Records for the task:
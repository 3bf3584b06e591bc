use std::path::PathBuf;
use std::time::Duration;

/// Worker process configuration loaded from environment variables.
///
/// | Variable                 | Default                 |
/// |--------------------------|-------------------------|
/// | `DATABASE_URL`           | (required)              |
/// | `GENERATOR_URL`          | `http://127.0.0.1:8500` |
/// | `GENERATOR_TIMEOUT_SECS` | none                    |
/// | `UPLOAD_ROOT`            | `uploads`               |
/// | `VARIATION_ROOT`         | `variations`            |
/// | `WORKER_CONCURRENCY`     | `1`                     |
/// | `POLL_INTERVAL_MS`       | `1000`                  |
/// | `WORKER_NAME`            | `worker-<uuid>`         |
/// | `BATCH_LEASE_SECS`       | `1800`                  |
/// | `BATCH_MAX_ATTEMPTS`     | `3`                     |
///
/// A stable `WORKER_NAME` lets a restarted worker release the batches it
/// held immediately instead of waiting for their lease to expire.
#[derive(Debug, Clone)]
pub struct WorkerConfig {
    pub database_url: String,
    pub generator_url: String,
    /// Per-call generator timeout. `None` lets a call run indefinitely.
    pub generator_timeout: Option<Duration>,
    pub upload_root: PathBuf,
    pub variation_root: PathBuf,
    /// Number of runners in this process.
    pub concurrency: usize,
    pub poll_interval: Duration,
    /// Prefix of each runner's name, recorded as `claimed_by`.
    pub name: String,
    /// Age after which an unfinished claim may be taken over.
    pub claim_lease: Duration,
    /// Claims allowed per batch before it is failed as abandoned.
    pub max_attempts: i32,
}

impl WorkerConfig {
    /// Load configuration from environment variables.
    ///
    /// Panics if `DATABASE_URL` is missing or a numeric variable does not
    /// parse.
    pub fn from_env() -> Self {
        let database_url = std::env::var("DATABASE_URL").expect("DATABASE_URL must be set");

        let generator_url = std::env::var("GENERATOR_URL")
            .unwrap_or_else(|_| "http://127.0.0.1:8500".into());

        let generator_timeout = std::env::var("GENERATOR_TIMEOUT_SECS").ok().map(|v| {
            Duration::from_secs(
                v.parse()
                    .expect("GENERATOR_TIMEOUT_SECS must be a valid u64"),
            )
        });

        let upload_root = std::env::var("UPLOAD_ROOT").unwrap_or_else(|_| "uploads".into());
        let variation_root =
            std::env::var("VARIATION_ROOT").unwrap_or_else(|_| "variations".into());

        let concurrency: usize = std::env::var("WORKER_CONCURRENCY")
            .unwrap_or_else(|_| "1".into())
            .parse()
            .expect("WORKER_CONCURRENCY must be a valid usize");

        let poll_interval_ms: u64 = std::env::var("POLL_INTERVAL_MS")
            .unwrap_or_else(|_| "1000".into())
            .parse()
            .expect("POLL_INTERVAL_MS must be a valid u64");

        let name = std::env::var("WORKER_NAME")
            .unwrap_or_else(|_| format!("worker-{}", uuid::Uuid::new_v4()));

        let lease_secs: u64 = std::env::var("BATCH_LEASE_SECS")
            .unwrap_or_else(|_| "1800".into())
            .parse()
            .expect("BATCH_LEASE_SECS must be a valid u64");

        let max_attempts: i32 = std::env::var("BATCH_MAX_ATTEMPTS")
            .unwrap_or_else(|_| "3".into())
            .parse()
            .expect("BATCH_MAX_ATTEMPTS must be a valid i32");

        Self {
            database_url,
            generator_url,
            generator_timeout,
            upload_root: upload_root.into(),
            variation_root: variation_root.into(),
            concurrency: concurrency.max(1),
            poll_interval: Duration::from_millis(poll_interval_ms),
            name,
            claim_lease: Duration::from_secs(lease_secs),
            max_attempts: max_attempts.max(1),
        }
    }
}
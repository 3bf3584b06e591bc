//! Progress event protocol for variation batches.
//!
//! Events are serialised as JSON objects tagged by `"type"` and delivered
//! to the browser session that submitted the batch. Only the coarse event
//! kind, the output filename and the 1-based job index ever cross this
//! boundary; failure details stay in the server log.

use serde::{Deserialize, Serialize};

use crate::types::SessionId;

/// Wire tag of a successfully finished repetition.
pub const MSG_TYPE_JOB_COMPLETE: &str = "job_complete";

/// Wire tag sent once every repetition of a batch has finished.
pub const MSG_TYPE_BATCH_COMPLETE: &str = "processing_complete";

/// Wire tag of a repetition rejected because of the request parameters.
pub const MSG_TYPE_INVALID_INPUT: &str = "invalid_input";

/// Wire tag of a repetition that failed for any other reason.
pub const MSG_TYPE_JOB_FAILED: &str = "job_failed";

/// Wire tag of the hello frame telling a new connection its session id.
pub const MSG_TYPE_SESSION: &str = "session";

/// A progress notification for one batch.
#[derive(Debug, Clone, PartialEq, Eq, Serialize, Deserialize)]
#[serde(tag = "type")]
pub enum ProgressEvent {
    #[serde(rename = "job_complete")]
    JobComplete { filename: String, job: u32 },

    #[serde(rename = "processing_complete")]
    BatchComplete { filename: String },

    #[serde(rename = "invalid_input")]
    InvalidInput { filename: String, job: u32 },

    #[serde(rename = "job_failed")]
    JobFailed { filename: String, job: u32 },
}

impl ProgressEvent {
    /// The wire tag of this event.
    pub fn kind(&self) -> &'static str {
        match self {
            ProgressEvent::JobComplete { .. } => MSG_TYPE_JOB_COMPLETE,
            ProgressEvent::BatchComplete { .. } => MSG_TYPE_BATCH_COMPLETE,
            ProgressEvent::InvalidInput { .. } => MSG_TYPE_INVALID_INPUT,
            ProgressEvent::JobFailed { .. } => MSG_TYPE_JOB_FAILED,
        }
    }

    pub fn filename(&self) -> &str {
        match self {
            ProgressEvent::JobComplete { filename, .. }
            | ProgressEvent::BatchComplete { filename }
            | ProgressEvent::InvalidInput { filename, .. }
            | ProgressEvent::JobFailed { filename, .. } => filename,
        }
    }

    /// The 1-based repetition this event refers to, if any.
    pub fn job(&self) -> Option<u32> {
        match self {
            ProgressEvent::JobComplete { job, .. }
            | ProgressEvent::InvalidInput { job, .. }
            | ProgressEvent::JobFailed { job, .. } => Some(*job),
            ProgressEvent::BatchComplete { .. } => None,
        }
    }

    /// Whether this event ends its batch.
    pub fn is_terminal(&self) -> bool {
        !matches!(self, ProgressEvent::JobComplete { .. })
    }
}

/// A [`ProgressEvent`] addressed to a session, as carried between processes.
#[derive(Debug, Clone, PartialEq, Eq, Serialize, Deserialize)]
pub struct SessionEvent {
    pub session_id: SessionId,
    pub event: ProgressEvent,
}

impl SessionEvent {
    pub fn new(session_id: SessionId, event: ProgressEvent) -> Self {
        Self { session_id, event }
    }
}

/// Build the hello frame sent when a live connection is established.
pub fn session_hello(session_id: &SessionId) -> serde_json::Value {
    serde_json::json!({
        "type": MSG_TYPE_SESSION,
        "sid": session_id,
    })
}
//! Shared fixtures for worker integration tests.

#![allow(dead_code)]

use std::collections::VecDeque;
use std::path::Path;
use std::sync::{Arc, Mutex};

use async_trait::async_trait;
use varia_core::progress::ProgressEvent;
use varia_core::request::{RequestOrigin, VariationForm, VariationRequest};
use varia_core::storage::StorageLayout;
use varia_core::types::SessionId;
use varia_events::ProgressPublisher;
use varia_generator::{GeneratedVariation, GenerationParams, GeneratorError, VariationGenerator};
use varia_worker::{JobExecutor, WorkerContext};

pub const USER_ID: i64 = 7;
pub const SESSION: &str = "sid-test";

/// What the scripted generator does on one call.
#[derive(Debug, Clone)]
pub enum Step {
    Produce(&'static [u8]),
    RejectInput,
    Crash,
}

/// Generator that replays a fixed script, one step per call.
pub struct ScriptedGenerator {
    steps: Mutex<VecDeque<Step>>,
    calls: Mutex<u32>,
}

impl ScriptedGenerator {
    pub fn new(steps: impl IntoIterator<Item = Step>) -> Self {
        Self {
            steps: Mutex::new(steps.into_iter().collect()),
            calls: Mutex::new(0),
        }
    }

    pub fn calls(&self) -> u32 {
        *self.calls.lock().unwrap()
    }
}

#[async_trait]
impl VariationGenerator for ScriptedGenerator {
    async fn generate(
        &self,
        params: &GenerationParams<'_>,
    ) -> Result<GeneratedVariation, GeneratorError> {
        assert_eq!(params.n_var, 1);
        *self.calls.lock().unwrap() += 1;
        let step = self.steps.lock().unwrap().pop_front().expect("generator script exhausted");
        match step {
            Step::Produce(data) => Ok(GeneratedVariation {
                data: data.to_vec(),
            }),
            Step::RejectInput => Err(GeneratorError::InvalidInput {
                reason: "bar range out of bounds".into(),
            }),
            Step::Crash => Err(GeneratorError::Service {
                status: 500,
                body: "model crashed".into(),
            }),
        }
    }
}

/// Publisher that records every event in order.
#[derive(Default)]
pub struct RecordingPublisher {
    events: Mutex<Vec<(SessionId, ProgressEvent)>>,
}

impl RecordingPublisher {
    pub fn events(&self) -> Vec<ProgressEvent> {
        self.events
            .lock()
            .unwrap()
            .iter()
            .map(|(_, event)| event.clone())
            .collect()
    }

    pub fn sessions(&self) -> Vec<SessionId> {
        self.events
            .lock()
            .unwrap()
            .iter()
            .map(|(session, _)| session.clone())
            .collect()
    }
}

#[async_trait]
impl ProgressPublisher for RecordingPublisher {
    async fn publish(&self, session_id: &SessionId, event: ProgressEvent) {
        self.events
            .lock()
            .unwrap()
            .push((session_id.clone(), event));
    }
}

pub struct Harness {
    pub generator: Arc<ScriptedGenerator>,
    pub publisher: Arc<RecordingPublisher>,
    pub storage: StorageLayout,
    pub executor: JobExecutor,
}

pub fn harness(root: &Path, steps: impl IntoIterator<Item = Step>) -> Harness {
    harness_with_storage(
        StorageLayout::new(root.join("uploads"), root.join("variations")),
        steps,
    )
}

pub fn harness_with_storage(storage: StorageLayout, steps: impl IntoIterator<Item = Step>) -> Harness {
    let generator = Arc::new(ScriptedGenerator::new(steps));
    let publisher = Arc::new(RecordingPublisher::default());
    let executor = JobExecutor::new(WorkerContext::new(
        generator.clone(),
        publisher.clone(),
        storage.clone(),
    ));
    Harness {
        generator,
        publisher,
        storage,
        executor,
    }
}

pub fn request(jobs: u32) -> VariationRequest {
    VariationRequest::from_form(
        VariationForm {
            attribute_flags: vec!["false".into(), "false".into(), "false".into(), "true".into()],
            bar_boundaries: vec!["1".into(), "4".into()],
            jobs: Some(jobs),
            ..Default::default()
        },
        RequestOrigin {
            input_path: format!("uploads/{USER_ID}/song.mid").into(),
            output_name: "song.mid".into(),
            session_id: SessionId::new(SESSION),
            user_id: USER_ID,
        },
    )
    .unwrap()
}

pub fn job_complete(job: u32) -> ProgressEvent {
    ProgressEvent::JobComplete {
        filename: "song.mid".into(),
        job,
    }
}
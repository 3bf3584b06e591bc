pub mod batch;
pub mod status;
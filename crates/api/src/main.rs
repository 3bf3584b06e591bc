use std::net::SocketAddr;
use std::sync::Arc;
use std::time::Duration;

use tokio::task::JoinHandle;
use tokio_util::sync::CancellationToken;
use tracing_subscriber::{layer::SubscriberExt, util::SubscriberInitExt};
use varia_core::storage::StorageLayout;
use varia_db::queue::{BatchQueue, MemoryBatchQueue, PgBatchQueue};
use varia_events::{PgProgressListener, ProgressBus};
use varia_generator::HttpGenerator;
use varia_worker::{JobExecutor, WorkerContext, WorkerRunner};

use varia_api::config::{QueueBackend, ServerConfig};
use varia_api::engine::dispatcher::VariationDispatcher;
use varia_api::engine::progress::ProgressRelay;
use varia_api::router::build_app_router;
use varia_api::state::AppState;
use varia_api::ws;

#[tokio::main]
async fn main() {
    dotenvy::dotenv().ok();

    // --- Tracing ---
    tracing_subscriber::registry()
        .with(
            tracing_subscriber::EnvFilter::try_from_default_env()
                .unwrap_or_else(|_| "varia_api=debug,varia_worker=debug,tower_http=debug".into()),
        )
        .with(tracing_subscriber::fmt::layer())
        .init();

    // --- Configuration ---
    let config = ServerConfig::from_env();
    tracing::info!(
        host = %config.host,
        port = %config.port,
        backend = ?config.queue_backend,
        "Loaded server configuration",
    );

    let storage = StorageLayout::new(config.upload_root.clone(), config.variation_root.clone());

    // --- Progress bus, WebSocket manager, heartbeat ---
    let progress_bus = Arc::new(ProgressBus::default());
    let ws_manager = Arc::new(ws::WsManager::new());
    let heartbeat_handle = ws::start_heartbeat(Arc::clone(&ws_manager));

    let cancel = CancellationToken::new();
    let mut background: Vec<JoinHandle<()>> = Vec::new();

    background.push(tokio::spawn(
        ProgressRelay::new(Arc::clone(&ws_manager)).run(progress_bus.subscribe(), cancel.clone()),
    ));

    // --- Queue backend ---
    let (pool, queue): (Option<varia_db::DbPool>, Arc<dyn BatchQueue>) = match config.queue_backend
    {
        QueueBackend::Postgres => {
            let database_url = std::env::var("DATABASE_URL").expect("DATABASE_URL must be set");

            let pool = varia_db::create_pool(&database_url)
                .await
                .expect("Failed to connect to database");
            varia_db::health_check(&pool)
                .await
                .expect("Database health check failed");
            varia_db::run_migrations(&pool)
                .await
                .expect("Failed to run database migrations");
            tracing::info!("Database ready");

            // Worker processes report progress through Postgres NOTIFY.
            let listener = PgProgressListener::new(pool.clone(), Arc::clone(&progress_bus));
            let listener_cancel = cancel.clone();
            background.push(tokio::spawn(async move {
                if let Err(e) = listener.run(listener_cancel).await {
                    tracing::error!(error = %e, "Progress listener failed to start");
                }
            }));

            let queue: Arc<dyn BatchQueue> = Arc::new(PgBatchQueue::new(pool.clone()));
            (Some(pool), queue)
        }
        QueueBackend::Memory => {
            let queue: Arc<dyn BatchQueue> = Arc::new(MemoryBatchQueue::new());

            let generator = HttpGenerator::new(config.generator_url.clone(), None)
                .expect("Failed to build generator client");
            let ctx = WorkerContext::new(
                Arc::new(generator),
                progress_bus.clone(),
                storage.clone(),
            );

            for i in 0..config.embedded_workers {
                let runner = WorkerRunner::new(
                    format!("embedded-{i}"),
                    Arc::clone(&queue),
                    JobExecutor::new(ctx.clone()),
                );
                let runner_cancel = cancel.clone();
                background.push(tokio::spawn(async move { runner.run(runner_cancel).await }));
            }
            tracing::info!(workers = config.embedded_workers, "Embedded workers started");

            (None, queue)
        }
    };

    // --- App state ---
    let state = AppState {
        pool,
        config: Arc::new(config.clone()),
        ws_manager: Arc::clone(&ws_manager),
        dispatcher: Arc::new(VariationDispatcher::new(queue, storage.clone())),
        storage,
        progress_bus,
    };

    let app = build_app_router(state, &config);

    // --- Start server ---
    let addr = SocketAddr::new(
        config.host.parse().expect("Invalid HOST address"),
        config.port,
    );
    tracing::info!(%addr, "Starting server");

    let listener = tokio::net::TcpListener::bind(addr)
        .await
        .expect("Failed to bind to address");

    axum::serve(listener, app)
        .with_graceful_shutdown(shutdown_signal())
        .await
        .expect("Server error");

    // --- Post-shutdown cleanup ---
    tracing::info!("Server stopped accepting connections, cleaning up");

    // Runners finish their in-flight batch before observing cancellation.
    cancel.cancel();
    let shutdown_timeout = Duration::from_secs(config.shutdown_timeout_secs);
    for handle in background {
        if tokio::time::timeout(shutdown_timeout, handle).await.is_err() {
            tracing::warn!("Background task did not stop within the shutdown timeout");
        }
    }
    tracing::info!("Background services stopped");

    let ws_count = ws_manager.connection_count().await;
    tracing::info!(ws_count, "Closing remaining WebSocket connections");
    ws_manager.shutdown_all().await;

    heartbeat_handle.abort();
    tracing::info!("Graceful shutdown complete");
}

/// Wait for a termination signal to initiate graceful shutdown.
///
/// Handles both SIGINT (Ctrl-C) and SIGTERM (on Unix).
async fn shutdown_signal() {
    let ctrl_c = async {
        tokio::signal::ctrl_c()
            .await
            .expect("Failed to install Ctrl-C handler");
    };

    #[cfg(unix)]
    let terminate = async {
        tokio::signal::unix::signal(tokio::signal::unix::SignalKind::terminate())
            .expect("Failed to install SIGTERM handler")
            .recv()
            .await;
    };

    #[cfg(not(unix))]
    let terminate = std::future::pending::<()>();

    tokio::select! {
        () = ctrl_c => {
            tracing::info!("Received SIGINT (Ctrl-C), starting graceful shutdown");
        }
        () = terminate => {
            tracing::info!("Received SIGTERM, starting graceful shutdown");
        }
    }
}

Work to complete: Work out how many lines of the material include the word "dispatcher", then answer with that number alone.

Your response: 2